■ **Work instructions**
Lines from the records below that contain the word "Deleted" are to be copied out.
++++++++++++++++++++
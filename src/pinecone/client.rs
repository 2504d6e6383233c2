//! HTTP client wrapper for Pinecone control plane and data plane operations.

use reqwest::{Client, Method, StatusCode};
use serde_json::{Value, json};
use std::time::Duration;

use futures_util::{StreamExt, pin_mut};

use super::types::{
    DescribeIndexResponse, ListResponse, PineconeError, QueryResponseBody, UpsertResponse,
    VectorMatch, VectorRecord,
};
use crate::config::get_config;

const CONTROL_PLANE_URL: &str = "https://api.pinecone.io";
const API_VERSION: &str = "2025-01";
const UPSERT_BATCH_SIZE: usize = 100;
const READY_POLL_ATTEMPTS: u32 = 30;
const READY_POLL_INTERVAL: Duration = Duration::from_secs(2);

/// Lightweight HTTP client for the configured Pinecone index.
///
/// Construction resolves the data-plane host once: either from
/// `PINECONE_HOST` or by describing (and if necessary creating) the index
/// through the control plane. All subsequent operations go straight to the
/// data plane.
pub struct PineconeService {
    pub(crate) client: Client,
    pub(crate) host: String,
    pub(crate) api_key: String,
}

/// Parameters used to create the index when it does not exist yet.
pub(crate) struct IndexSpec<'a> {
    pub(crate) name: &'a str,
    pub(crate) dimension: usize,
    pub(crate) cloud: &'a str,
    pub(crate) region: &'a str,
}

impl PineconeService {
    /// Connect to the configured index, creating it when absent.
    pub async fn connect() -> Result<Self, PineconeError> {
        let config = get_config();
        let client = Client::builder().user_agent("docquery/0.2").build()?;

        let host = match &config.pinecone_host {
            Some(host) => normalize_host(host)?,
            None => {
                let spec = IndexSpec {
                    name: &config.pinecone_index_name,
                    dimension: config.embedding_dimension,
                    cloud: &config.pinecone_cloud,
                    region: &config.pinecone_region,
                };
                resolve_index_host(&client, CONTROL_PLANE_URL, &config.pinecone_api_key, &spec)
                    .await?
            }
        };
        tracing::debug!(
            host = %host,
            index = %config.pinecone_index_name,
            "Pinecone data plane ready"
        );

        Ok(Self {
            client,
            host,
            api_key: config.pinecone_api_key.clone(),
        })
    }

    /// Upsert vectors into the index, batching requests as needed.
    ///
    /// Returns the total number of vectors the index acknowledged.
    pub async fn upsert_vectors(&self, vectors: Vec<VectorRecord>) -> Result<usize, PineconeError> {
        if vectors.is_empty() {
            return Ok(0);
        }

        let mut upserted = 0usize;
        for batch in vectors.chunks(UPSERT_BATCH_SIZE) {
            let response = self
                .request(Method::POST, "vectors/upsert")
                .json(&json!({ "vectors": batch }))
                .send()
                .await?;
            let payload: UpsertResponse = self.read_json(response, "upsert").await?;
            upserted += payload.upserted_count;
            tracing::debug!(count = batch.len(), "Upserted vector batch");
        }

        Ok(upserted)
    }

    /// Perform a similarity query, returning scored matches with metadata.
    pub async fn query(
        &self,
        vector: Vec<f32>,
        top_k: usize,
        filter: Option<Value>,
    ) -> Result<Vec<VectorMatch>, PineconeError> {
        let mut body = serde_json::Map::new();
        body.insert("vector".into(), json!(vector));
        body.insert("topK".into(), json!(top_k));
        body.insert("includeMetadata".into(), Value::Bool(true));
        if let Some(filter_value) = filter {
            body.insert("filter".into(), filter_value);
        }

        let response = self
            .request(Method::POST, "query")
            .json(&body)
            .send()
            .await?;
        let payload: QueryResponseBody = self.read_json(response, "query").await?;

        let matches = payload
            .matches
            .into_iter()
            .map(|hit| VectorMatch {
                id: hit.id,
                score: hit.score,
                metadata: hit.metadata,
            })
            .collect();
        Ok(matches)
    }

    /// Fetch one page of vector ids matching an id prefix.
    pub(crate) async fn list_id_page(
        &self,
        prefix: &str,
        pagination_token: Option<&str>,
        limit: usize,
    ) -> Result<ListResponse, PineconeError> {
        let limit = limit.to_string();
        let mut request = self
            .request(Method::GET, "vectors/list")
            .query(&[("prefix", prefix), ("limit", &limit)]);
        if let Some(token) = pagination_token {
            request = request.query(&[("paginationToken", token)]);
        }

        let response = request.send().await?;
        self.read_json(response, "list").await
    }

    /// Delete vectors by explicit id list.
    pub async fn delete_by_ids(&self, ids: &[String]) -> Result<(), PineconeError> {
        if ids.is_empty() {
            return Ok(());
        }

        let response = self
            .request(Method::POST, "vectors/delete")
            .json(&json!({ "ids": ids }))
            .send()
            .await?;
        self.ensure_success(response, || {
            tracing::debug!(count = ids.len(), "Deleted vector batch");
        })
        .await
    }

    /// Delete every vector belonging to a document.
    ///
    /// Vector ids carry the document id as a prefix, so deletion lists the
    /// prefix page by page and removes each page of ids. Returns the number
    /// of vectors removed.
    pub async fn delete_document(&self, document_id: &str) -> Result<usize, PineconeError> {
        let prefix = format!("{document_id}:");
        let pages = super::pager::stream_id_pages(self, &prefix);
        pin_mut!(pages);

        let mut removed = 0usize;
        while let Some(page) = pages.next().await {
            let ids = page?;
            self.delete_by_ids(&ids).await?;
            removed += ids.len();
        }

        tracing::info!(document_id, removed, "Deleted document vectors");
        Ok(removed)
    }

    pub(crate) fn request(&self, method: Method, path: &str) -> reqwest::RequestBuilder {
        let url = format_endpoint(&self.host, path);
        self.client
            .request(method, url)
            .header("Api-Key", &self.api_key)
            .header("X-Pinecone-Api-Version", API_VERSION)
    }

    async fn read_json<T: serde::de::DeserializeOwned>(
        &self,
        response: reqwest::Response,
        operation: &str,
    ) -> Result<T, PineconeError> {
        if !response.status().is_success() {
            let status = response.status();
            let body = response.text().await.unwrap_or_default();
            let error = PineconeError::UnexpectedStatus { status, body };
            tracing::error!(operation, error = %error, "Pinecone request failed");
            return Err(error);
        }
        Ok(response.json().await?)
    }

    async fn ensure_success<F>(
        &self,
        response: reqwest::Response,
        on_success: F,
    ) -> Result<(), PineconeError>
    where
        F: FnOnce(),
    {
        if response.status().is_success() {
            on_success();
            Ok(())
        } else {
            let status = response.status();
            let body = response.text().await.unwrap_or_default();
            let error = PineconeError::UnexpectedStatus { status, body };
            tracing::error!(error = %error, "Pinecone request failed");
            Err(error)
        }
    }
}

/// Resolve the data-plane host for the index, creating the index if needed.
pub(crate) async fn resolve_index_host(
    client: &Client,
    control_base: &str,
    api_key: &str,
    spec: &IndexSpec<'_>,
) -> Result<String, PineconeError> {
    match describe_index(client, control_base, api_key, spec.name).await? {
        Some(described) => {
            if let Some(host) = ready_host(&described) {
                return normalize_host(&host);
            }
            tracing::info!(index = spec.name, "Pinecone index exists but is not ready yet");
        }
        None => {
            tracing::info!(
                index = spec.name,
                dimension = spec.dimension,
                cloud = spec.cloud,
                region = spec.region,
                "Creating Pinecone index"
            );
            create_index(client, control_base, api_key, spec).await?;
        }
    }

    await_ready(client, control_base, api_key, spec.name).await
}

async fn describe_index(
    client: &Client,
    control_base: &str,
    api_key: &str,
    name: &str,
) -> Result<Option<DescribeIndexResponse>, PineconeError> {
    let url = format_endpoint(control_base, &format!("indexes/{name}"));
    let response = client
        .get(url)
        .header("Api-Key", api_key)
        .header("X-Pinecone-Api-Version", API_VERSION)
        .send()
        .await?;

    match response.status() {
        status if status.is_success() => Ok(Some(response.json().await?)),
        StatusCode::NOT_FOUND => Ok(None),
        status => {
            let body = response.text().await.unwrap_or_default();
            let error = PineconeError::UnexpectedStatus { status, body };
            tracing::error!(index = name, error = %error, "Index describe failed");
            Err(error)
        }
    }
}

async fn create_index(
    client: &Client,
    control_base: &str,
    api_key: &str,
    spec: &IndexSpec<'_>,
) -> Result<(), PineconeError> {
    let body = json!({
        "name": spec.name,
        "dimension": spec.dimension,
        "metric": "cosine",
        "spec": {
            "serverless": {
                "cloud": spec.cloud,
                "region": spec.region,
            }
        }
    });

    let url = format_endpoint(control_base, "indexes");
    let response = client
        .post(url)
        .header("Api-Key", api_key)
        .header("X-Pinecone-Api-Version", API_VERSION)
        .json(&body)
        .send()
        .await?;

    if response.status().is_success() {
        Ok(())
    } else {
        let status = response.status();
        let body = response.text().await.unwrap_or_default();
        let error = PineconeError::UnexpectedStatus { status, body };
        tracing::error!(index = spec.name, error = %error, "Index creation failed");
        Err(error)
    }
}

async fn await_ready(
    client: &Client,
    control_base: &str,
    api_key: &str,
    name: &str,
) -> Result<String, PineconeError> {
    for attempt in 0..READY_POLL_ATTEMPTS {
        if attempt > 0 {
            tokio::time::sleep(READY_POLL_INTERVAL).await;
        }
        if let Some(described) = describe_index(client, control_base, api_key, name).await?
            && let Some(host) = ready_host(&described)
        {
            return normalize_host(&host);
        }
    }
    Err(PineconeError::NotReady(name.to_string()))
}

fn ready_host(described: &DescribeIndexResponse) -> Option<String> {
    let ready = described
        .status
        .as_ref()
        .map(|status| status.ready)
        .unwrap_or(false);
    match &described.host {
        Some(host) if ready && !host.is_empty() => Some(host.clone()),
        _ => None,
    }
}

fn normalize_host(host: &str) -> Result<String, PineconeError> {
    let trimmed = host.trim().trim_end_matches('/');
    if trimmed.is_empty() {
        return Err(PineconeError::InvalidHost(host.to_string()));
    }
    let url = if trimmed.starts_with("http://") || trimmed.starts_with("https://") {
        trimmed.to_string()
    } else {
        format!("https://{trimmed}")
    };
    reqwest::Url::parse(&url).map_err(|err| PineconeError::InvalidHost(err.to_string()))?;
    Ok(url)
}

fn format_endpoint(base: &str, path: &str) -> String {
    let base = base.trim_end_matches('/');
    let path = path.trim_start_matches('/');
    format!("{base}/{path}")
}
++++++++++++++++++++
■ **Output of the exercise**
            tracing::debug!(count = ids.len(), "Deleted vector batch");
        tracing::info!(document_id, removed, "Deleted document vectors");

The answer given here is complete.